М. Мы с вами абсолютно разные. У вас изначально не может быть правильного мнения. Вы же…
Р. Б. Я принадлежу к другому классу. Верно?
М. Именно. Ваша речь… мне она кажется вычурной.
Р. Б. Очень может быть. Но я не вижу повода из-за этого начинать за столом классовую борьбу, как и не понимаю, почему ГПУ высылает за Урал старых профессоров, которые пишут о византийских иконах[48].
М. Они принадлежат другому классу, они наши враги. Интеллектуалы слишком часто нас подставляли. Война может начаться в любой момент, и мы больше не хотим рисковать.
Р. Б. Ну вот, опять вы за свое. Какая война?
М. Такое уже случалось. Вспомните интервенцию.
Р. Б. Вы полагаете, что вся Англия населена одними Черчиллями[49]?

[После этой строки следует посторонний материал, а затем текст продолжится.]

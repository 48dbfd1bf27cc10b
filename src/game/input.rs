//! Input router - applies inbound intents to the owning player

use tracing::debug;
use uuid::Uuid;

use crate::session::directory::PlayerDirectory;

use super::InputIntent;

/// Routes per-connection input to the corresponding player.
pub struct InputRouter;

impl InputRouter {
    /// Overwrite the player's current intent. Input for a connection with
    /// no player is dropped: it can arrive before login completes or after
    /// disconnect, neither is an error. No queuing, no rate limiting.
    pub fn apply(directory: &PlayerDirectory, conn_id: Uuid, intent: InputIntent) {
        if !directory.set_input(conn_id, intent) {
            debug!(conn_id = %conn_id, "Input for unknown player dropped");
        }
    }
}
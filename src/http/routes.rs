//! HTTP route definitions

use axum::{
    extract::State,
    http::{header, Method},
    response::Json,
    routing::get,
    Router,
};
use serde::Serialize;
use tower_http::{compression::CompressionLayer, cors::CorsLayer, trace::TraceLayer};

use crate::app::AppState;
use crate::util::time::uptime_secs;
use crate::ws::handler::ws_handler;

/// Build the application router
pub fn build_router(state: AppState) -> Router {
    // CORS configuration - "*" is permissive, otherwise a comma-separated
    // origin list
    let cors = if state.config.client_origin.trim() == "*" {
        CorsLayer::permissive()
    } else {
        let allowed_origins: Vec<header::HeaderValue> = state
            .config
            .client_origin
            .split(',')
            .filter_map(|s| s.trim().parse::<header::HeaderValue>().ok())
            .collect();

        CorsLayer::new()
            .allow_origin(allowed_origins)
            .allow_methods([Method::GET, Method::OPTIONS])
            .allow_headers([header::CONTENT_TYPE])
    };

    Router::new()
        .route("/health", get(health_handler))
        .route("/ws", get(ws_handler))
        .layer(CompressionLayer::new())
        .layer(TraceLayer::new_for_http())
        .layer(cors)
        .with_state(state)
}

#[derive(Serialize)]
struct HealthResponse {
    status: &'static str,
    uptime_secs: u64,
    connections: usize,
    players: usize,
}

async fn health_handler(State(state): State<AppState>) -> Json<HealthResponse> {
    Json(HealthResponse {
        status: "ok",
        uptime_secs: uptime_secs(),
        connections: state.registry.len(),
        players: state.directory.len(),
    })
}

М. Об этом я ничего не знаю, но война будет – это как дважды два. Да что там, она уже началась в Маньчжурии[50]. Более того, скажу серьезно, что через два или три года я надеюсь пригласить своих здешних товарищей пожить со мной в Букингемском дворце[51].
Р. Б. Ну это какое-то буржуазное стремление. (Переводит разговор на другую тему.) Вы дружите с евреями?
М. Я долго жил в Ист-Энде и привык к ним. Они мне нравятся. И всё же они от нас отличаются. Давайте поднимемся, и вы познакомитесь с Сильвией Чен[52].
Р. Б. А что, она еврейка?
М. Нет, она дочь Юджина Чена и французской негритянки. Ее брат – командир в Красной армии, а она танцовщица.
Мы поднялись наверх в квартиру мисс Чен. Хотя ее книжные полки ломились от трудов отцов материализма, она тем временем боролась с невозможностью добыть новые пластинки с танцевальными мелодиями, поскольку российская таможня объявила джаз «идеологически несоответствующим». Даже Морган, освободившийся от споров, признал неудобства этого лишения. Они поставили старую пластинку, и мисс Чен запорхала по комнате, милое создание на фоне старомодной роскошной обстановки.